-- TASK BRIEF --
The answer must be every line of the records below that contains the word "when", copied out.
START PROVIDED MATERIAL
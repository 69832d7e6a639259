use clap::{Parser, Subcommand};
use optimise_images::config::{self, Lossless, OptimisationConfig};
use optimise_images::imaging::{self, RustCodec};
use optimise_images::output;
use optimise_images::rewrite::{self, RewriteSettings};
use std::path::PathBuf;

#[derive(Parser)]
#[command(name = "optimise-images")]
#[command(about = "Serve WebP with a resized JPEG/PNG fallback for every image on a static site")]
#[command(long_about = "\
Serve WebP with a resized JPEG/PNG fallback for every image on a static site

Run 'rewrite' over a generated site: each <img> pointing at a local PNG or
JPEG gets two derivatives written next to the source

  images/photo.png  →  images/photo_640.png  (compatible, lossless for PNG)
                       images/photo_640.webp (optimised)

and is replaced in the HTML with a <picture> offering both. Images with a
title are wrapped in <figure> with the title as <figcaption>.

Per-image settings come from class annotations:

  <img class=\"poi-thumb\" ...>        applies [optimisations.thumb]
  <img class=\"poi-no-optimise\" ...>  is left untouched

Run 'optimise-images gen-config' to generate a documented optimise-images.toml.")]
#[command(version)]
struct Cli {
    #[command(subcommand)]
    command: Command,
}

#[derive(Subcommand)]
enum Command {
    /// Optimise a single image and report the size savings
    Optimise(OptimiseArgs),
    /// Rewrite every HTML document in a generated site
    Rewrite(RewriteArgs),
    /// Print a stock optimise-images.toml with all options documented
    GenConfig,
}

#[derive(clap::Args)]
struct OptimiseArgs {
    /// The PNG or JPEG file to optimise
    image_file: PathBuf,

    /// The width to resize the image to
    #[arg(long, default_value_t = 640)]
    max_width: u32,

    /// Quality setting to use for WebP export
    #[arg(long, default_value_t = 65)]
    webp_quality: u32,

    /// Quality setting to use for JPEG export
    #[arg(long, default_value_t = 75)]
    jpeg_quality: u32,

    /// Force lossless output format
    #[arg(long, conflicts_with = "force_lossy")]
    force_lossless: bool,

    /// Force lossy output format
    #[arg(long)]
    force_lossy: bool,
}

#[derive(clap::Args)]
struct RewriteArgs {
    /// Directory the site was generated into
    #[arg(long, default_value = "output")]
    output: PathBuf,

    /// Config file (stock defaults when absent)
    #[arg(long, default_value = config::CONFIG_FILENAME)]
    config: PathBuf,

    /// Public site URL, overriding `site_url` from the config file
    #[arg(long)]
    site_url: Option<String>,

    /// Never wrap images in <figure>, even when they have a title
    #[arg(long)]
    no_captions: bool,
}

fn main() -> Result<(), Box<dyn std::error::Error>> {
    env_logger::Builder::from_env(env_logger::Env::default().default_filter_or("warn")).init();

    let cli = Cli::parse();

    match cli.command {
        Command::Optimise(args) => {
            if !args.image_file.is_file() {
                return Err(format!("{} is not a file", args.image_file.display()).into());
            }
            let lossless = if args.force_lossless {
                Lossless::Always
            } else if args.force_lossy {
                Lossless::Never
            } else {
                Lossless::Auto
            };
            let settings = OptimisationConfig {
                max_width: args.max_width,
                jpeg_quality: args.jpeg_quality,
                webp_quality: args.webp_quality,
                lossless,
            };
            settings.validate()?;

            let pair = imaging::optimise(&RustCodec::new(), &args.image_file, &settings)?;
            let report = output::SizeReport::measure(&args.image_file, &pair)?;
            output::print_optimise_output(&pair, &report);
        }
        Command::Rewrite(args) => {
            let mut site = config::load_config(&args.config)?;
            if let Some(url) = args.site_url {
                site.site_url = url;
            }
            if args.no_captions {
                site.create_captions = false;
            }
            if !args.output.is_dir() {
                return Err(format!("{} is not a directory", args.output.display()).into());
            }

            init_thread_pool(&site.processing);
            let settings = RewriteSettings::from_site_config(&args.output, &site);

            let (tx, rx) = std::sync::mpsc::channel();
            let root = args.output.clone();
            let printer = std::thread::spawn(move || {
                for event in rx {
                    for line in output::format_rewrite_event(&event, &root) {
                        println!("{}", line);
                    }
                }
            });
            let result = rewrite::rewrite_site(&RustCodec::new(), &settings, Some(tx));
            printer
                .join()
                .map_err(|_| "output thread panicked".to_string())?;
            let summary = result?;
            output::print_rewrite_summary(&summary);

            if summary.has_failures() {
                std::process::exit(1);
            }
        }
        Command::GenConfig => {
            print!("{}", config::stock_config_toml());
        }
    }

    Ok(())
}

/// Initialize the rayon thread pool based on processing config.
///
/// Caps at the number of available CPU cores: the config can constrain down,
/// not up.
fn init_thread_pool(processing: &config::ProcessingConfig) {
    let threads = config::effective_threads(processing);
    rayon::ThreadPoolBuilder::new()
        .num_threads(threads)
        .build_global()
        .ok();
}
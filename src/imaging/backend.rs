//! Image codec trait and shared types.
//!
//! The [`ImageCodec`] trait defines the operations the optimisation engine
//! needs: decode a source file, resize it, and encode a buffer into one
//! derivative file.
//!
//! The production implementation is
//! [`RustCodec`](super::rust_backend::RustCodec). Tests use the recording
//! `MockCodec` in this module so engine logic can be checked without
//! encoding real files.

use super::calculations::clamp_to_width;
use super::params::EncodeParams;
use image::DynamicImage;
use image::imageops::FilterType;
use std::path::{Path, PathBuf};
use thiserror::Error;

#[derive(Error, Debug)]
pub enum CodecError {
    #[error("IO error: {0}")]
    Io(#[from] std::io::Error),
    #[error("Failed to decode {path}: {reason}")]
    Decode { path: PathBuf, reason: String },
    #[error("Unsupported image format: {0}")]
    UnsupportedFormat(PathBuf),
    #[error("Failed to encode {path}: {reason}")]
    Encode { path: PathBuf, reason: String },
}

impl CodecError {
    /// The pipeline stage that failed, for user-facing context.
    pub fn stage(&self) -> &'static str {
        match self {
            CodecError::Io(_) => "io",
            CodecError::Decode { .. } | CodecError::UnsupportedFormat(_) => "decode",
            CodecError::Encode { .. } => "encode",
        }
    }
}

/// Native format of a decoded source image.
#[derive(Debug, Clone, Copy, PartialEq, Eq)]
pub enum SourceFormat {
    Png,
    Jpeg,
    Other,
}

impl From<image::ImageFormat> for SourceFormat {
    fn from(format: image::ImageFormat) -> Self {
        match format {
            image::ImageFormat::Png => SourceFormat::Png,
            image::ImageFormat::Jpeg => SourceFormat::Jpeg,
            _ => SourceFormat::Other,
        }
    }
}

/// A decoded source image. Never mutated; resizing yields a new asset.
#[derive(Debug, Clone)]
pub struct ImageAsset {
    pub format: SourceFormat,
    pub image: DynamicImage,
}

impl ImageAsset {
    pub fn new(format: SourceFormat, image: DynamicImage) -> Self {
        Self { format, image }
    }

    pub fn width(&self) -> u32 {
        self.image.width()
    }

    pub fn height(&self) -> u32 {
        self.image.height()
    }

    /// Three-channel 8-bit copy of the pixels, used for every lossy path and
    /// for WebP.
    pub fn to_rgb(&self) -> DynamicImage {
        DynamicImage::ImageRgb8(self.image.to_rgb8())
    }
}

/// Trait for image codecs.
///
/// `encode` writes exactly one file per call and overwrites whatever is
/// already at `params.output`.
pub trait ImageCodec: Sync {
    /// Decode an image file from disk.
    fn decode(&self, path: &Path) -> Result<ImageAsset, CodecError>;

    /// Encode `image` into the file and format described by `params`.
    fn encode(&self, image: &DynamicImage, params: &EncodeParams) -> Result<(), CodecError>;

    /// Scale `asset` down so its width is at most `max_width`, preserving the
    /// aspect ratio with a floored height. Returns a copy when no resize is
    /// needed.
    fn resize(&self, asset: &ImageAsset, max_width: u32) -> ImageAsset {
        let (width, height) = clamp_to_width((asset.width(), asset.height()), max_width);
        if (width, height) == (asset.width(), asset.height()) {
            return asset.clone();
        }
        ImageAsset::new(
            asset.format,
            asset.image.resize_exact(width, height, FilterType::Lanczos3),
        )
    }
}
END PROVIDED MATERIAL
-- ANSWER FOR THIS EXERCISE --
    /// Config file (stock defaults when absent)
    /// Never wrap images in <figure>, even when they have a title
    /// aspect ratio with a floored height. Returns a copy when no resize is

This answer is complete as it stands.